• WHAT NEEDS TO BE DONE: Output only the lines of the entries that follow, starting at the one with "use crate::error::Result;" and running down to the one with "rule is treated", both included and unchanged.

* * * * *

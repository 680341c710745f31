//! Safety rule engine: veto risky tool calls before they run
//!
//! Rules are evaluated in registration order, independently of each other.
//! A failing `Block` rule makes the call disallowed; a failing `Warning` rule
//! is reported but never blocks. A rule that cannot be evaluated (broker
//! outage, etc.) counts as a pass.

use crate::config::SafetyConfig;
use crate::error::Result;
use crate::fanout::{EventFanout, Notification};
use crate::sessions::SessionDirectory;
use crate::types::{EventKind, NotificationKind, NotificationStyle};
use async_trait::async_trait;
use serde::{Deserialize, Serialize};
use serde_json::json;
use std::sync::Arc;

/// Tools that modify the workspace
const MUTATING_TOOLS: &[&str] = &["write", "edit", "bash"];

/// How a failing rule is treated
#[derive(Debug, Clone, Copy, PartialEq, Eq, Serialize, Deserialize)]
#[serde(rename_all = "lowercase")]
pub enum Severity {
    Warning,
    Block,
}

/// Everything a rule may look at
#[derive(Debug, Clone, Default)]
pub struct SafetyContext {
    pub workspace_path: String,
    pub session_id: Option<String>,
    pub tool: String,
    pub command: Option<String>,
    pub branch: Option<String>,
    pub has_uncommitted_changes: bool,
}

impl SafetyContext {
    pub fn is_mutating(&self) -> bool {
        MUTATING_TOOLS
            .iter()
            .any(|t| self.tool.eq_ignore_ascii_case(t))
    }
}

/// Outcome of one rule
#[derive(Debug, Clone, PartialEq, Eq)]
pub enum RuleVerdict {
    Pass,
    Fail(String),
}

/// A single independent, stateless check
#[async_trait]
pub trait SafetyRule: Send + Sync {
    fn id(&self) -> &str;

    fn description(&self) -> &str;

    fn severity(&self) -> Severity;

    async fn check(&self, ctx: &SafetyContext) -> Result<RuleVerdict>;
}

/// A failed rule, as reported to the caller
#[derive(Debug, Clone, PartialEq, Eq, Serialize, Deserialize)]
#[serde(rename_all = "camelCase")]
pub struct SafetyFinding {
    pub rule_id: String,
    pub severity: Severity,
    pub message: String,
}

/// Aggregate result of `check_safety`
#[derive(Debug, Clone, PartialEq, Eq, Serialize, Deserialize)]
pub struct SafetyReport {
    pub allowed: bool,
    pub warnings: Vec<SafetyFinding>,
    pub blocked: Vec<SafetyFinding>,
}

impl SafetyReport {
    pub fn allow_all() -> Self {
        Self {
            allowed: true,
            warnings: Vec::new(),
            blocked: Vec::new(),
        }
    }
}

/// Ordered rule list plus optional event emission
pub struct SafetyEngine {
    rules: Vec<Box<dyn SafetyRule>>,
    fanout: Option<Arc<EventFanout>>,
}

impl SafetyEngine {
    /// An engine with no rules
    pub fn new() -> Self {
        Self {
            rules: Vec::new(),
            fanout: None,
        }
    }

    /// The standard rule set, in evaluation order
    pub fn with_default_rules(config: &SafetyConfig, sessions: Arc<SessionDirectory>) -> Self {
        let mut engine = Self::new();
        engine.add_rule(ProtectedBranchRule::new(config.protected_branches.clone()));
        engine.add_rule(UncommittedChangesRule::new(config.require_clean_branch));
        engine.add_rule(DestructiveCommandRule::new(config.dangerous_commands.clone()));
        engine.add_rule(MaxConcurrentSessionsRule::new(
            config.max_concurrent_sessions,
            sessions,
        ));
        engine
    }

    /// Broadcast findings through `fanout`
    pub fn with_fanout(mut self, fanout: Arc<EventFanout>) -> Self {
        self.fanout = Some(fanout);
        self
    }

    pub fn add_rule(&mut self, rule: impl SafetyRule + 'static) {
        self.rules.push(Box::new(rule));
    }

    pub fn rule_ids(&self) -> Vec<&str> {
        self.rules.iter().map(|r| r.id()).collect()
    }

    /// Evaluate every rule against `ctx`
    pub async fn check_safety(&self, ctx: &SafetyContext) -> SafetyReport {
        let mut report = SafetyReport::allow_all();

        for rule in &self.rules {
            let message = match rule.check(ctx).await {
                Ok(RuleVerdict::Pass) => continue,
                Ok(RuleVerdict::Fail(message)) => message,
                Err(e) => {
                    tracing::warn!(
                        rule = %rule.id(),
                        error = %e,
                        "Safety rule could not be evaluated, treating as pass"
                    );
                    continue;
                }
            };

            let finding = SafetyFinding {
                rule_id: rule.id().to_string(),
                severity: rule.severity(),
                message,
            };
            self.emit(ctx, &finding).await;

            match finding.severity {
                Severity::Block => report.blocked.push(finding),
                Severity::Warning => report.warnings.push(finding),
            }
        }

        report.allowed = report.blocked.is_empty();
        if !report.allowed {
            tracing::info!(
                tool = %ctx.tool,
                blocked = report.blocked.len(),
                "Tool call blocked by safety rules"
            );
        }
        report
    }

    async fn emit(&self, ctx: &SafetyContext, finding: &SafetyFinding) {
        let Some(fanout) = &self.fanout else {
            return;
        };

        let data = json!({
            "sessionId": ctx.session_id,
            "ruleId": finding.rule_id,
            "severity": finding.severity,
            "message": finding.message,
            "tool": ctx.tool,
        });

        match finding.severity {
            Severity::Block => {
                fanout
                    .publish(EventKind::SafetyBlocked, &ctx.workspace_path, data)
                    .await;
                let notification = Notification::new(
                    "Action blocked",
                    finding.message.clone(),
                    NotificationKind::Safety,
                    NotificationStyle::Error,
                );
                if let Err(e) = fanout
                    .publish_notification(&notification, &ctx.workspace_path)
                    .await
                {
                    tracing::debug!(error = %e, rule = %finding.rule_id, "Safety notification dropped");
                }
            }
            Severity::Warning => {
                fanout
                    .publish(EventKind::SafetyWarning, &ctx.workspace_path, data)
                    .await;
            }
        }
    }
}

impl Default for SafetyEngine {
    fn default() -> Self {
        Self::new()
    }
}

/// Blocks mutating tools on protected branches
pub struct ProtectedBranchRule {
    branches: Vec<String>,
}

impl ProtectedBranchRule {
    pub fn new(branches: Vec<String>) -> Self {
        Self { branches }
    }
}

#[async_trait]
impl SafetyRule for ProtectedBranchRule {
    fn id(&self) -> &str {
        "protected-branch"
    }

    fn description(&self) -> &str {
        "Prevent write/edit/bash on protected branches"
    }

    fn severity(&self) -> Severity {
        Severity::Block
    }

    async fn check(&self, ctx: &SafetyContext) -> Result<RuleVerdict> {
        let Some(branch) = ctx.branch.as_deref() else {
            return Ok(RuleVerdict::Pass);
        };
        if ctx.is_mutating() && self.branches.iter().any(|b| b == branch) {
            return Ok(RuleVerdict::Fail(format!(
                "'{}' is not allowed on protected branch '{}'",
                ctx.tool, branch
            )));
        }
        Ok(RuleVerdict::Pass)
    }
}

/// Blocks any tool on a dirty tree when a clean branch is required
pub struct UncommittedChangesRule {
    require_clean: bool,
}

impl UncommittedChangesRule {
    pub fn new(require_clean: bool) -> Self {
        Self { require_clean }
    }
}

#[async_trait]
impl SafetyRule for UncommittedChangesRule {
    fn id(&self) -> &str {
        "uncommitted-changes"
    }

    fn description(&self) -> &str {
        "Require a clean working tree before any tool runs"
    }

    fn severity(&self) -> Severity {
        Severity::Block
    }

    async fn check(&self, ctx: &SafetyContext) -> Result<RuleVerdict> {
        if self.require_clean && ctx.has_uncommitted_changes {
            return Ok(RuleVerdict::Fail(
                "workspace has uncommitted changes".to_string(),
            ));
        }
        Ok(RuleVerdict::Pass)
    }
}

/// Blocks bash commands containing a dangerous substring
///
/// Plain substring match: `echo "sudo rm"` is blocked just like `sudo rm x`.
pub struct DestructiveCommandRule {
    patterns: Vec<String>,
}

impl DestructiveCommandRule {
    pub fn new(patterns: Vec<String>) -> Self {
        Self { patterns }
    }
}

#[async_trait]
impl SafetyRule for DestructiveCommandRule {
    fn id(&self) -> &str {
        "destructive-command"
    }

    fn description(&self) -> &str {
        "Block shell commands containing known destructive fragments"
    }

    fn severity(&self) -> Severity {
        Severity::Block
    }

    async fn check(&self, ctx: &SafetyContext) -> Result<RuleVerdict> {
        if !ctx.tool.eq_ignore_ascii_case("bash") {
            return Ok(RuleVerdict::Pass);
        }
        let Some(command) = ctx.command.as_deref() else {
            return Ok(RuleVerdict::Pass);
        };
        match self.patterns.iter().find(|p| command.contains(p.as_str())) {
            Some(pattern) => Ok(RuleVerdict::Fail(format!(
                "command contains destructive fragment '{}'",
                pattern
            ))),
            None => Ok(RuleVerdict::Pass),
        }
    }
}

/// Warns when too many sessions are active in one workspace
pub struct MaxConcurrentSessionsRule {
    max: usize,
    sessions: Arc<SessionDirectory>,
}

impl MaxConcurrentSessionsRule {
    pub fn new(max: usize, sessions: Arc<SessionDirectory>) -> Self {
        Self { max, sessions }
    }
}

#[async_trait]
impl SafetyRule for MaxConcurrentSessionsRule {
    fn id(&self) -> &str {
        "max-concurrent-sessions"
    }

    fn description(&self) -> &str {
        "Limit concurrently active sessions per workspace"
    }

    fn severity(&self) -> Severity {
        Severity::Warning
    }

    async fn check(&self, ctx: &SafetyContext) -> Result<RuleVerdict> {
        if self.max == 0 {
            return Ok(RuleVerdict::Pass);
        }
        let others = match self
            .sessions
            .count_active(&ctx.workspace_path, ctx.session_id.as_deref())
            .await
        {
            Ok(count) => count,
            Err(e) => {
                tracing::debug!(error = %e, "Session directory unavailable, skipping concurrency check");
                return Ok(RuleVerdict::Pass);
            }
        };
        if others >= self.max {
            return Ok(RuleVerdict::Fail(format!(
                "{} other sessions already active in this workspace (max {})",
                others, self.max
            )));
        }
        Ok(RuleVerdict::Pass)
    }
}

* * * * *

• TASK ANSWER:
use crate::error::Result;
use crate::fanout::{EventFanout, Notification};
use crate::sessions::SessionDirectory;
use crate::types::{EventKind, NotificationKind, NotificationStyle};
use async_trait::async_trait;
use serde::{Deserialize, Serialize};
use serde_json::json;
use std::sync::Arc;

/// Tools that modify the workspace
const MUTATING_TOOLS: &[&str] = &["write", "edit", "bash"];

/// How a failing rule is treated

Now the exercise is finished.